Extracted records:
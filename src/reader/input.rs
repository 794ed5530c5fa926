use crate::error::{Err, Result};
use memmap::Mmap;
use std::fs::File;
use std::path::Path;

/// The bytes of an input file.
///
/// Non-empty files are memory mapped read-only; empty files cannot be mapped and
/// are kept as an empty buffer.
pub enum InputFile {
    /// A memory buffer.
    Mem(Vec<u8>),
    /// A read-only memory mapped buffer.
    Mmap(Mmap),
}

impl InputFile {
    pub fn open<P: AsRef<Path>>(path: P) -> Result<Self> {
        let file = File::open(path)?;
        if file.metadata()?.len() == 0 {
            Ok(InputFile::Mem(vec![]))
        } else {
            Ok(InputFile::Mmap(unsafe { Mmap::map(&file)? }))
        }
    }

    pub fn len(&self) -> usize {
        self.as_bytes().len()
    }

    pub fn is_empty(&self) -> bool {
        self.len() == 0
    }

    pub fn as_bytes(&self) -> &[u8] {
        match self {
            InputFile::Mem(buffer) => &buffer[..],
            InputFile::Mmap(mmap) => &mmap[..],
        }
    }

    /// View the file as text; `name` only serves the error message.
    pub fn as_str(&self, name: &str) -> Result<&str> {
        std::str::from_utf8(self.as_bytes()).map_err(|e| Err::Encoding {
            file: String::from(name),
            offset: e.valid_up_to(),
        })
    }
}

--

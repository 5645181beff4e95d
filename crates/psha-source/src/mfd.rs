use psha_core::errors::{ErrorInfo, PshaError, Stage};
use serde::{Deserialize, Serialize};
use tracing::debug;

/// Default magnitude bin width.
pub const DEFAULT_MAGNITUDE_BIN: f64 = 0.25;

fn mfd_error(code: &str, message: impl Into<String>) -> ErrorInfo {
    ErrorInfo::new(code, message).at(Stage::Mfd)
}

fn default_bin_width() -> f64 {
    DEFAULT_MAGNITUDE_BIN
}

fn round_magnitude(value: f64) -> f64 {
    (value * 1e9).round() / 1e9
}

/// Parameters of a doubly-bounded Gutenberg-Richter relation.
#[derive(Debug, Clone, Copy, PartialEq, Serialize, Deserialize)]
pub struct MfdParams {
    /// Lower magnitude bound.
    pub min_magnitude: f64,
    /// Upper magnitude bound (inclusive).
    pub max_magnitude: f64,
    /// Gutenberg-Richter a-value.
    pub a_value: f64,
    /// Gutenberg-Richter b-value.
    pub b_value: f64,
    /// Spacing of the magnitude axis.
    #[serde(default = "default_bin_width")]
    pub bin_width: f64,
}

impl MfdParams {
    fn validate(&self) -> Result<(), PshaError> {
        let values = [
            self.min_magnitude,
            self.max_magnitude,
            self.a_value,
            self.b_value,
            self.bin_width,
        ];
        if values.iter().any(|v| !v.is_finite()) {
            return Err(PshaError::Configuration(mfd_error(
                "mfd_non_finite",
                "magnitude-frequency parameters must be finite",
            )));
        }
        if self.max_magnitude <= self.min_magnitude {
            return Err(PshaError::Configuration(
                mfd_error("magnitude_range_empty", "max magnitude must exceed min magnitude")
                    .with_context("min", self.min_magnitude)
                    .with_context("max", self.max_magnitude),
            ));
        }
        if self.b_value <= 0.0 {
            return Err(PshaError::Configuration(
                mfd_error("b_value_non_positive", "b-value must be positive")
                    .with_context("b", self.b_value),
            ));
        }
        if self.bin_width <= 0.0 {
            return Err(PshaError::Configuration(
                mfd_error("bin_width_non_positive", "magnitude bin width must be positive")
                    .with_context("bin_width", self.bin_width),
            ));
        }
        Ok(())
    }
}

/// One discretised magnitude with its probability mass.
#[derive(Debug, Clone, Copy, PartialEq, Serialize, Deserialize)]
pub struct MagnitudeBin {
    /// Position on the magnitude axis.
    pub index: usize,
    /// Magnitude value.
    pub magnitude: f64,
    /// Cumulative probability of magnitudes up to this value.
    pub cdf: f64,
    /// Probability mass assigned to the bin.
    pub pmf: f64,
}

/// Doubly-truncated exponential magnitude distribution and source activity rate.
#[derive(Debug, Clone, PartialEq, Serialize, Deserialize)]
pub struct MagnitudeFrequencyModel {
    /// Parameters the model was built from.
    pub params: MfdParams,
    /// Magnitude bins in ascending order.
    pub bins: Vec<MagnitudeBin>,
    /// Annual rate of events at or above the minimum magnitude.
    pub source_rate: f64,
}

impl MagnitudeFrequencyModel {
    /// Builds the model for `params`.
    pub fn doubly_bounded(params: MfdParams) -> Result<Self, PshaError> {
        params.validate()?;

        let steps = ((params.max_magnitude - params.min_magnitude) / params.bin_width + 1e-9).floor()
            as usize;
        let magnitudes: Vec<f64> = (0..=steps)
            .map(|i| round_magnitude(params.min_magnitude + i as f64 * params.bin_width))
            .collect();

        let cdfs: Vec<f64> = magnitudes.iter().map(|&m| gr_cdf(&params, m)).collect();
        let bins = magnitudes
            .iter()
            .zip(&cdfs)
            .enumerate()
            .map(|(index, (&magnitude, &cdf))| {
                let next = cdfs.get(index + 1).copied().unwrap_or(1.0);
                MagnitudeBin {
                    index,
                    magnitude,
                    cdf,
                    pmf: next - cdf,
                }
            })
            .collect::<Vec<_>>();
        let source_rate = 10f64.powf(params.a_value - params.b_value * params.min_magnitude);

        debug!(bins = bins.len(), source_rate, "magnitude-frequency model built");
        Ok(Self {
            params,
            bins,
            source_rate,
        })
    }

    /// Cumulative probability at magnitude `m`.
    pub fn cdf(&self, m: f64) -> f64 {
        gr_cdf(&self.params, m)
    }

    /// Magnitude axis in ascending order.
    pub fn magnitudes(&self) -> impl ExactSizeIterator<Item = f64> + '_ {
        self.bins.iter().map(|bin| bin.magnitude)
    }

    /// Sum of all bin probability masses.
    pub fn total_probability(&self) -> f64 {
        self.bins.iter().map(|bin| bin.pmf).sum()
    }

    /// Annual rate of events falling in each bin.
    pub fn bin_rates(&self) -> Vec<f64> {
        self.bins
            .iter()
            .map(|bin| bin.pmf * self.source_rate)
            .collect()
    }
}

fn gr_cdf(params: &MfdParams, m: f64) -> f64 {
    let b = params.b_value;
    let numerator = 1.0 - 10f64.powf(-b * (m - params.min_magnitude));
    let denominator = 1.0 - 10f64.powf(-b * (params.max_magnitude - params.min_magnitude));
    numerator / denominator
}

**PROMPT**
From the line holding "filename src/reader/input.rs" to the line holding "pub enum InputFile", inclusive, restate each line above exactly as written.

**FINISHED EXERCISE**
filename src/reader/input.rs
repository 794ed5530c5fa926
use crate::error::{Err, Result};
use memmap::Mmap;
use std::fs::File;
use std::path::Path;

/// The bytes of an input file.
///
/// Non-empty files are memory mapped read-only; empty files cannot be mapped and
/// are kept as an empty buffer.
pub enum InputFile {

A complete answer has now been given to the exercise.